Les conditions de vie en Haïti restent marquées par une insécurité alimentaire persistante, selon un rapport du Miami Herald publié le 15 mars 2026. Les inondations récurrentes, les attaques armées dans plusieurs régions et la flambée des prix du carburant ont fragilisé les gains obtenus ces dernières années.
Les populations rurales et urbaines, notamment dans les zones de Port-au-Prince, des Cayes et du Cap-Haïtien, sont les plus touchées par cette crise. Les récoltes ont été détruites par les intempéries, tandis que les déplacements de population liés aux violences limitent l'accès aux terres agricoles.
Les coûts élevés des transports et des denrées de base aggravent la situation pour les ménages déjà vulnérables. Le Programme alimentaire mondial (PAM) a réitéré son appel à une réponse humanitaire urgente pour éviter une détérioration supplémentaire de la situation nutritionnelle.
Les stocks de vivres disponibles sont insuffisants pour couvrir les besoins des 4,7 millions de personnes en insécurité alimentaire sévère, selon les dernières estimations.
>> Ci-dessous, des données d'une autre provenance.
#[cfg(test)]
mod tests {
    use super::*;
    use axum::body::{to_bytes, Body};
    use axum::http::{Request, StatusCode};
    use mockd_core::MockdConfig;
    use tower::ServiceExt;

    async fn admin_router(token: Option<String>) -> (Router, Arc<Stores>) {
        let stores = Stores::from_config(&MockdConfig::default())
            .await
            .expect("stores");
        let state = AdminState::new(Arc::clone(&stores));
        (build_router(state, token), stores)
    }

    async fn body_json(response: axum::response::Response) -> serde_json::Value {
        let bytes = to_bytes(response.into_body(), 1 << 20).await.expect("body");
        serde_json::from_slice(&bytes).expect("json")
    }

    fn json_request(method: &str, uri: &str, body: serde_json::Value) -> Request<Body> {
        Request::builder()
            .method(method)
            .uri(uri)
            .header("content-type", "application/json")
            .body(Body::from(body.to_string()))
            .expect("request")
    }

    #[tokio::test]
    async fn mock_crud_roundtrip() {
        let (router, _) = admin_router(None).await;

        let created = router
            .clone()
            .oneshot(json_request(
                "POST",
                "/mocks",
                serde_json::json!({
                    "type": "http",
                    "name": "hello",
                    "matcher": {"method": "GET", "path": "/hello"},
                    "response": {"statusCode": 200, "body": "hi"}
                }),
            ))
            .await
            .expect("response");
        assert_eq!(created.status(), StatusCode::CREATED);
        let mock = body_json(created).await;
        let id = mock["id"].as_str().expect("id").to_string();

        let fetched = router
            .clone()
            .oneshot(
                Request::get(format!("/mocks/{id}"))
                    .body(Body::empty())
                    .expect("req"),
            )
            .await
            .expect("response");
        assert_eq!(fetched.status(), StatusCode::OK);

        let toggled = router
            .clone()
            .oneshot(json_request(
                "PATCH",
                &format!("/mocks/{id}"),
                serde_json::json!({"enabled": false}),
            ))
            .await
            .expect("response");
        assert_eq!(body_json(toggled).await["enabled"], false);

        let deleted = router
            .clone()
            .oneshot(
                Request::delete(format!("/mocks/{id}"))
                    .body(Body::empty())
                    .expect("req"),
            )
            .await
            .expect("response");
        assert_eq!(deleted.status(), StatusCode::NO_CONTENT);
    }

    #[tokio::test]
    async fn invalid_mock_yields_problem_with_field_errors() {
        let (router, _) = admin_router(None).await;
        let response = router
            .clone()
            .oneshot(json_request(
                "POST",
                "/mocks",
                serde_json::json!({"type": "mqtt", "topic": "a/#/b"}),
            ))
            .await
            .expect("response");
        assert_eq!(response.status(), StatusCode::BAD_REQUEST);
        assert_eq!(
            response
                .headers()
                .get("content-type")
                .expect("content type"),
            "application/problem+json"
        );
        let doc = body_json(response).await;
        assert_eq!(doc["errors"][0]["code"], "invalid_topic_filter");
    }

    #[tokio::test]
    async fn grpc_port_merge_statuses() {
        let (router, _) = admin_router(None).await;
        let first = router
            .clone()
            .oneshot(json_request(
                "POST",
                "/mocks",
                serde_json::json!({"type": "grpc", "port": 50051, "service": "svcA", "method": "Foo"}),
            ))
            .await
            .expect("response");
        assert_eq!(first.status(), StatusCode::CREATED);

        let merged = router
            .clone()
            .oneshot(json_request(
                "POST",
                "/mocks",
                serde_json::json!({"type": "grpc", "port": 50051, "service": "svcB", "method": "Bar"}),
            ))
            .await
            .expect("response");
        assert_eq!(merged.status(), StatusCode::OK);
        let doc = body_json(merged).await;
        assert_eq!(doc["merged"], true);
        assert_eq!(doc["total"], 2);

        let conflict = router
            .clone()
            .oneshot(json_request(
                "POST",
                "/mocks",
                serde_json::json!({"type": "grpc", "port": 50051, "service": "svcA", "method": "Foo"}),
            ))
            .await
            .expect("response");
        assert_eq!(conflict.status(), StatusCode::CONFLICT);
    }

    #[tokio::test]
    async fn bearer_auth_guards_every_path() {
        let (router, _) = admin_router(Some("secret-token".to_string())).await;
        let denied = router
            .clone()
            .oneshot(Request::get("/health").body(Body::empty()).expect("req"))
            .await
            .expect("response");
        assert_eq!(denied.status(), StatusCode::UNAUTHORIZED);

        let allowed = router
            .clone()
            .oneshot(
                Request::get("/health")
                    .header("authorization", "Bearer secret-token")
                    .body(Body::empty())
                    .expect("req"),
            )
            .await
            .expect("response");
        assert_eq!(allowed.status(), StatusCode::OK);
    }

    #[tokio::test]
    async fn chaos_profile_apply_and_reset() {
        let (router, stores) = admin_router(None).await;
        let applied = router
            .clone()
            .oneshot(
                Request::post("/chaos/profiles/flaky/apply")
                    .body(Body::empty())
                    .expect("req"),
            )
            .await
            .expect("response");
        assert_eq!(applied.status(), StatusCode::OK);
        assert!(stores.chaos.settings().await.enabled);

        let unknown = router
            .clone()
            .oneshot(
                Request::post("/chaos/profiles/nope/apply")
                    .body(Body::empty())
                    .expect("req"),
            )
            .await
            .expect("response");
        assert_eq!(unknown.status(), StatusCode::NOT_FOUND);

        let reset = router
            .clone()
            .oneshot(Request::post("/chaos/reset").body(Body::empty()).expect("req"))
            .await
            .expect("response");
        assert_eq!(reset.status(), StatusCode::NO_CONTENT);
        assert!(!stores.chaos.settings().await.enabled);
    }

    #[tokio::test]
    async fn chaos_put_clamps_probabilities() {
        let (router, stores) = admin_router(None).await;
        let response = router
            .clone()
            .oneshot(json_request(
                "PUT",
                "/chaos",
                serde_json::json!({"enabled": true, "errorRate": 42.0}),
            ))
            .await
            .expect("response");
        assert_eq!(response.status(), StatusCode::OK);
        assert_eq!(stores.chaos.settings().await.error_rate, 1.0);
    }

    #[tokio::test]
    async fn verify_and_invocations() {
        let (router, stores) = admin_router(None).await;
        let snapshot = mockd_core::RequestSnapshot::new(
            mockd_core::Protocol::Http,
            "GET",
            "/x",
        );
        stores.verification.record("m1", &snapshot).await;
        stores.verification.record("m1", &snapshot).await;

        let plain = router
            .clone()
            .oneshot(Request::get("/verify/m1").body(Body::empty()).expect("req"))
            .await
            .expect("response");
        assert_eq!(body_json(plain).await["count"], 2);

        let asserted = router
            .clone()
            .oneshot(
                Request::get("/verify/m1?assert=exactly&count=2")
                    .body(Body::empty())
                    .expect("req"),
            )
            .await
            .expect("response");
        assert_eq!(body_json(asserted).await["passed"], true);

        let invocations = router
            .clone()
            .oneshot(
                Request::get("/invocations/m1")
                    .body(Body::empty())
                    .expect("req"),
            )
            .await
            .expect("response");
        assert_eq!(
            body_json(invocations).await["invocations"]
                .as_array()
                .expect("array")
                .len(),
            2
        );
    }

    #[tokio::test]
    async fn config_import_reports_counts() {
        let (router, stores) = admin_router(None).await;
        let document = r#"
mocks:
  - type: http
    matcher: { path: /a }
  - type: http
    matcher: { path: /b }
statefulResources:
  - name: users
    seedData: [{ id: "1" }]
"#;
        let response = router
            .clone()
            .oneshot(
                Request::post("/config")
                    .header("content-type", "application/yaml")
                    .body(Body::from(document))
                    .expect("req"),
            )
            .await
            .expect("response");
        assert_eq!(response.status(), StatusCode::OK);
        let doc = body_json(response).await;
        assert_eq!(doc["imported"], 2);
        assert_eq!(stores.state.resource_names().await, vec!["users"]);
    }

    #[tokio::test]
    async fn clear_resource_empties_without_restoring_seed() {
        let (router, stores) = admin_router(None).await;
        stores
            .state
            .register(mockd_core::state::ResourceConfig {
                name: "users".to_string(),
                base_path: None,
                id_field: "id".to_string(),
                parent_field: None,
                seed_data: vec![serde_json::json!({"id": "1", "name": "Alice"})],
                max_items: None,
            })
            .await;

        let cleared = router
            .clone()
            .oneshot(
                Request::delete("/state/resources/users")
                    .body(Body::empty())
                    .expect("req"),
            )
            .await
            .expect("response");
        assert_eq!(cleared.status(), StatusCode::NO_CONTENT);
        let page = stores
            .state
            .list("users", &mockd_core::ListQuery::default())
            .await
            .expect("list");
        assert_eq!(page.meta.total, 0);

        // Reset is the path that brings the seed back
        let reset = router
            .clone()
            .oneshot(Request::post("/state/reset").body(Body::empty()).expect("req"))
            .await
            .expect("response");
        assert_eq!(reset.status(), StatusCode::NO_CONTENT);
        let page = stores
            .state
            .list("users", &mockd_core::ListQuery::default())
            .await
            .expect("list");
        assert_eq!(page.meta.total, 1);

        let unknown = router
            .clone()
            .oneshot(
                Request::delete("/state/resources/nope")
                    .body(Body::empty())
                    .expect("req"),
            )
            .await
            .expect("response");
        assert_eq!(unknown.status(), StatusCode::NOT_FOUND);
    }

    #[tokio::test]
    async fn introspect_reports_issued_tokens() {
        let (router, stores) = admin_router(None).await;
        let token = stores.tokens.issue("app", None, 60).await;
        let response = router
            .clone()
            .oneshot(
                Request::post("/introspect")
                    .header("content-type", "application/x-www-form-urlencoded")
                    .body(Body::from(format!("token={}", token.token)))
                    .expect("req"),
            )
            .await
            .expect("response");
        let doc = body_json(response).await;
        assert_eq!(doc["active"], true);
        assert_eq!(doc["client_id"], "app");

        let unknown = router
            .clone()
            .oneshot(
                Request::post("/introspect")
                    .header("content-type", "application/json")
                    .body(Body::from(r#"{"token":"nope"}"#))
                    .expect("req"),
            )
            .await
            .expect("response");
        assert_eq!(body_json(unknown).await["active"], false);
    }

    #[tokio::test]
    async fn metrics_exposition_is_prometheus_text() {
        let (router, _) = admin_router(None).await;
        let response = router
            .clone()
            .oneshot(Request::get("/metrics").body(Body::empty()).expect("req"))
            .await
            .expect("response");
        assert_eq!(response.status(), StatusCode::OK);
        let bytes = to_bytes(response.into_body(), 1 << 20).await.expect("body");
        let text = String::from_utf8(bytes.to_vec()).expect("utf8");
        assert!(text.contains("mockd_uptime_seconds"));
        assert!(text.contains("# TYPE mockd_mocks gauge"));
    }
}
Les acteurs locaux et internationaux soulignent la nécessité d'une coordination renforcée pour acheminer les aides et sécuriser les zones d'intervention.
Les écoles et les centres de santé, souvent utilisés comme refuges, font face à des pénuries de ressources essentielles. Les autorités haïtiennes, en collaboration avec les partenaires internationaux, tentent de mobiliser des fonds pour financer des programmes d'urgence, mais les ressources restent limitées face à l'ampleur des besoins.
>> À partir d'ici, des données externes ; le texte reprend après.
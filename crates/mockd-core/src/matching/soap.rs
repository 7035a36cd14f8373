//! SOAP matcher: envelope parsing, operation extraction, XPath predicates
//!
//! The operation is the local name of the first child element of the SOAP
//! Body. XPath predicates are the slash-separated element-path subset, with
//! optional text equality.

use super::MatchEval;
use crate::events::RequestSnapshot;
use crate::model::{SoapMockSpec, XPathPredicate};
use roxmltree::{Document, Node};

/// Extract the operation name from a SOAP envelope
pub fn extract_operation(envelope: &str) -> Option<String> {
    let doc = Document::parse(envelope).ok()?;
    let body = doc
        .descendants()
        .find(|n| n.is_element() && n.tag_name().name() == "Body")?;
    body.children()
        .find(|n| n.is_element())
        .map(|n| n.tag_name().name().to_string())
}

/// Evaluate an element-path predicate against an envelope.
///
/// The path walks element local names from the document root; a leading
/// `/Envelope` is accepted but optional.
pub fn xpath_holds(envelope: &str, predicate: &XPathPredicate) -> Result<bool, String> {
    let doc = Document::parse(envelope).map_err(|e| format!("invalid XML: {e}"))?;
    let segments: Vec<&str> = predicate
        .path
        .trim_matches('/')
        .split('/')
        .filter(|s| !s.is_empty())
        .collect();
    if segments.is_empty() {
        return Err("empty XPath".to_string());
    }

    let root = doc.root_element();
    let mut start = 0;
    if segments[0] == root.tag_name().name() || segments[0] == "Envelope" {
        start = 1;
    }
    let nodes = walk(root, &segments[start..]);
    if nodes.is_empty() {
        return Ok(false);
    }
    match &predicate.equals {
        None => Ok(true),
        Some(expected) => Ok(nodes
            .iter()
            .any(|n| n.text().map(str::trim) == Some(expected.as_str()))),
    }
}

fn walk<'a>(node: Node<'a, 'a>, segments: &[&str]) -> Vec<Node<'a, 'a>> {
    let Some((head, rest)) = segments.split_first() else {
        return vec![node];
    };
    node.children()
        .filter(|c| c.is_element() && c.tag_name().name() == *head)
        .flat_map(|c| walk(c, rest))
        .collect()
}

pub fn eval(spec: &SoapMockSpec, snapshot: &RequestSnapshot) -> MatchEval {
    let mut eval = MatchEval::default();

    if snapshot.path == spec.path {
        eval.pass("path", 3);
    } else {
        eval.fail(format!("path expected {}, got {}", spec.path, snapshot.path));
    }

    let envelope = snapshot.body_text().unwrap_or_default();
    match extract_operation(&envelope) {
        Some(operation) if operation == spec.operation => eval.pass("operation", 2),
        Some(operation) => eval.fail(format!(
            "operation expected {}, got {}",
            spec.operation, operation
        )),
        None => eval.fail("request is not a SOAP envelope".to_string()),
    }

    if let Some(predicate) = &spec.xpath {
        match xpath_holds(&envelope, predicate) {
            Ok(true) => eval.pass("xpath", 1),
            Ok(false) => eval.fail(format!("xpath {} not satisfied", predicate.path)),
            Err(reason) => eval.fail(reason),
        }
    }

    eval.finish()
}

#[cfg(test)]
mod tests {
    use super::*;
    use crate::model::Protocol;

    const ENVELOPE: &str = r#"<?xml version="1.0"?>
<soap:Envelope xmlns:soap="http://schemas.xmlsoap.org/soap/envelope/">
  <soap:Body>
    <GetUser xmlns="urn:users">
      <id>42</id>
    </GetUser>
  </soap:Body>
</soap:Envelope>"#;

    #[test]
    fn operation_is_first_body_child() {
        assert_eq!(extract_operation(ENVELOPE).as_deref(), Some("GetUser"));
        assert_eq!(extract_operation("<not-soap/>"), None);
    }

    #[test]
    fn xpath_text_equality() {
        let holds = xpath_holds(
            ENVELOPE,
            &XPathPredicate {
                path: "/Envelope/Body/GetUser/id".to_string(),
                equals: Some("42".to_string()),
            },
        );
        assert_eq!(holds, Ok(true));

        let misses = xpath_holds(
            ENVELOPE,
            &XPathPredicate {
                path: "/Envelope/Body/GetUser/id".to_string(),
                equals: Some("7".to_string()),
            },
        );
        assert_eq!(misses, Ok(false));
    }

    #[test]
    fn full_eval() {
        let spec = SoapMockSpec {
            path: "/soap".to_string(),
            operation: "GetUser".to_string(),
            xpath: None,
            response: Default::default(),
            stateful: None,
        };
        let snapshot = RequestSnapshot::new(Protocol::Soap, "GetUser", "/soap")
            .with_body(ENVELOPE.as_bytes().to_vec());
        assert!(eval(&spec, &snapshot).matched);
    }
}
fn run_step(
    step: &OpStep,
    config: &ResourceConfig,
    items: &mut BTreeMap<String, Value>,
    env: &OpEnv<'_>,
) -> std::result::Result<Value, String> {
    let resolve_id = |env: &OpEnv<'_>| -> std::result::Result<String, String> {
        let expr = step.id.as_ref().ok_or("step requires an id")?;
        Ok(crate::template::json_to_text(&eval_expr(expr, env)?))
    };
    let mut scratch = ResourceInner {
        items: std::mem::take(items),
        seed: BTreeMap::new(),
    };
    let result = (|| match step.action {
        OpAction::Read => {
            let id = resolve_id(env)?;
            get_inner(&scratch, config, &id).map_err(|e| e.to_string())
        }
        OpAction::Create => {
            let expr = step.set.as_ref().ok_or("create requires set")?;
            let obj = eval_expr(expr, env)?;
            create_inner(&mut scratch, config, obj).map_err(|e| e.to_string())
        }
        OpAction::Update => {
            let id = resolve_id(env)?;
            let expr = step.set.as_ref().ok_or("update requires set")?;
            let patch = eval_expr(expr, env)?;
            update_inner(&mut scratch, config, &id, patch).map_err(|e| e.to_string())
        }
        OpAction::Delete => {
            let id = resolve_id(env)?;
            delete_inner(&mut scratch, config, &id);
            Ok(Value::Null)
        }
        OpAction::Set => {
            let id = resolve_id(env)?;
            let expr = step.set.as_ref().ok_or("set requires set")?;
            let mut obj = eval_expr(expr, env)?;
            if let Some(map) = obj.as_object_mut() {
                map.insert(config.id_field.clone(), json!(id.clone()));
            }
            delete_inner(&mut scratch, config, &id);
            create_inner(&mut scratch, config, obj).map_err(|e| e.to_string())
        }
    })();
    *items = scratch.items;
    result
}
La communauté internationale est appelée à renforcer son soutien financier et logistique pour stabiliser la situation. Sans intervention rapide, le risque de famine et de crises sanitaires majeures augmente dans plusieurs départements du pays.
Les organisations humanitaires insistent sur l'importance de protéger les populations civiles et de garantir l'accès aux services de base, notamment dans les zones contrôlées par des groupes armés.